_Task details_. Beginning at the line that holds "async fn probe_reports_listening_and_closed_ports()", restate each line exactly through the final line of the records. Include both of those lines.

[Dataset items]
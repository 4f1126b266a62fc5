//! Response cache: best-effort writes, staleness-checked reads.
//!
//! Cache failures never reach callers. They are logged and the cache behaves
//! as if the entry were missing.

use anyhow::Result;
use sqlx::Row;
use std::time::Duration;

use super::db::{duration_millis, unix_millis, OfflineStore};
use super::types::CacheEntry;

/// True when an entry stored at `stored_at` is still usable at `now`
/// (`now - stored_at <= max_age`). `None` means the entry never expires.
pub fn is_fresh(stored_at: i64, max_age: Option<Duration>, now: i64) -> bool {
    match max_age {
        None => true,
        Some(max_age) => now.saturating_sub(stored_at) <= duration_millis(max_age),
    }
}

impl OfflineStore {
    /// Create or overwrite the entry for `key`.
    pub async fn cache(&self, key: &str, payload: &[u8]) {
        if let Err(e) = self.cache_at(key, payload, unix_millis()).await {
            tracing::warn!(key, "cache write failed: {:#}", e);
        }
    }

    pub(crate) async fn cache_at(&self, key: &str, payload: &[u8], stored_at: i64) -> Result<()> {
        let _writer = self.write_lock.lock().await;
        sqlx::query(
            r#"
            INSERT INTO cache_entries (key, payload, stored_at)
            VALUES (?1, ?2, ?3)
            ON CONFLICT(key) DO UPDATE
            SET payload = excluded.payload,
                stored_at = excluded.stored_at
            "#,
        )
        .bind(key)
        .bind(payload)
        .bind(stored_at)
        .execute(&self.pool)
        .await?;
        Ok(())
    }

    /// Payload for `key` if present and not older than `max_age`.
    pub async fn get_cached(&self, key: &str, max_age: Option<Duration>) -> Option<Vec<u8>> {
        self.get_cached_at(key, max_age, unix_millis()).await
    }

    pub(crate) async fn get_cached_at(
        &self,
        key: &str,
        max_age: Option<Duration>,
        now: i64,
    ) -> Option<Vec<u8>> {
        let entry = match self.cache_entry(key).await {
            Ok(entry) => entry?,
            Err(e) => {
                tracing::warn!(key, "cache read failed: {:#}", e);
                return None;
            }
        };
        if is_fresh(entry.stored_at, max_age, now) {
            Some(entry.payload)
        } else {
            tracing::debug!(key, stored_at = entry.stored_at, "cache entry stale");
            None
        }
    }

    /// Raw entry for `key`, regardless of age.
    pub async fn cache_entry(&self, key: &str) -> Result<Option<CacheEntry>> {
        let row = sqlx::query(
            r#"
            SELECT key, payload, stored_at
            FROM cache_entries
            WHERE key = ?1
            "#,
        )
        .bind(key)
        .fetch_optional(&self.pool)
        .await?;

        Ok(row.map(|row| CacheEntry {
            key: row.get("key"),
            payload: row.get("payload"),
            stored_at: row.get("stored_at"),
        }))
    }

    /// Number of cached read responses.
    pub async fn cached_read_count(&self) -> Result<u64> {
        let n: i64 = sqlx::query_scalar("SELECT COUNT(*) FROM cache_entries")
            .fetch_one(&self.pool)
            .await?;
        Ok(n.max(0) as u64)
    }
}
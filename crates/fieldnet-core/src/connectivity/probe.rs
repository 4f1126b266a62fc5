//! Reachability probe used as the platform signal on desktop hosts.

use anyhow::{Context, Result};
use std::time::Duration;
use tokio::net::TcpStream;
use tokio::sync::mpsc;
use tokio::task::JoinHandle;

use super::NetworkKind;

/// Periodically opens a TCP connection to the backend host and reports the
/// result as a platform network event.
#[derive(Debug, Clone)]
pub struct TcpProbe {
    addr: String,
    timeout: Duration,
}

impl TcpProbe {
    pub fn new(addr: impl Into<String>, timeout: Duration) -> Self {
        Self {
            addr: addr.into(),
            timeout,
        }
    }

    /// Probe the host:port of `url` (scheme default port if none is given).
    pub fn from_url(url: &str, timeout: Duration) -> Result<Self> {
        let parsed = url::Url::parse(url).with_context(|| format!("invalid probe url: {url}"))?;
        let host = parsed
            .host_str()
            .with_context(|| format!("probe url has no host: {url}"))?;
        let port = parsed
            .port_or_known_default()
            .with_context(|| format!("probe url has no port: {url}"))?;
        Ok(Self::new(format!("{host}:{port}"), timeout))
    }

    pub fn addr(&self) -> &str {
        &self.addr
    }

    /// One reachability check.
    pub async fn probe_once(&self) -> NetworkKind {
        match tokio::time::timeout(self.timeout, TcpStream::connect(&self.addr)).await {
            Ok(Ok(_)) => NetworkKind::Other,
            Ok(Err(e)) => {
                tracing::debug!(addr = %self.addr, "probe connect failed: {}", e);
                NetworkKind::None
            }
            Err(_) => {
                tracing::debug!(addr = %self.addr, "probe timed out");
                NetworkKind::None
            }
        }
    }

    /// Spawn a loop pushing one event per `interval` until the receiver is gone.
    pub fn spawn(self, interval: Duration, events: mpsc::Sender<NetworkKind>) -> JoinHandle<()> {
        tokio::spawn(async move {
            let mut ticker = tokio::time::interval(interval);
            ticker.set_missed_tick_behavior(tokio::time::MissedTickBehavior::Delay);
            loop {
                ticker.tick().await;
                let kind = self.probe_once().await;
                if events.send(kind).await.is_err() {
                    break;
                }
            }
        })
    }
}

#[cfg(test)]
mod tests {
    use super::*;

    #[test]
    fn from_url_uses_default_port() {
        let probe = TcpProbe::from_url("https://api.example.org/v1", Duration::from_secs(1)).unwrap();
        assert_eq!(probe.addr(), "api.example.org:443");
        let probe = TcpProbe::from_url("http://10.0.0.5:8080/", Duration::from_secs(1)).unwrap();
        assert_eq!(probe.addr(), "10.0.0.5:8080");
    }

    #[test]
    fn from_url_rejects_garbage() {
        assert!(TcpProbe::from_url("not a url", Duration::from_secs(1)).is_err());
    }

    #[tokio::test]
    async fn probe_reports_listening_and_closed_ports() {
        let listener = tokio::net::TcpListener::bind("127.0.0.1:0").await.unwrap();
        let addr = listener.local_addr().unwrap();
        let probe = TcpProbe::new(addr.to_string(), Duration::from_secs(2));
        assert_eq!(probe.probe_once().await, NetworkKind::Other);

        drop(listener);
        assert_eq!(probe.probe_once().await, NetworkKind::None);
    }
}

_Task answer_.
    async fn probe_reports_listening_and_closed_ports() {
        let listener = tokio::net::TcpListener::bind("127.0.0.1:0").await.unwrap();
        let addr = listener.local_addr().unwrap();
        let probe = TcpProbe::new(addr.to_string(), Duration::from_secs(2));
        assert_eq!(probe.probe_once().await, NetworkKind::Other);

        drop(listener);
        assert_eq!(probe.probe_once().await, NetworkKind::None);
    }
}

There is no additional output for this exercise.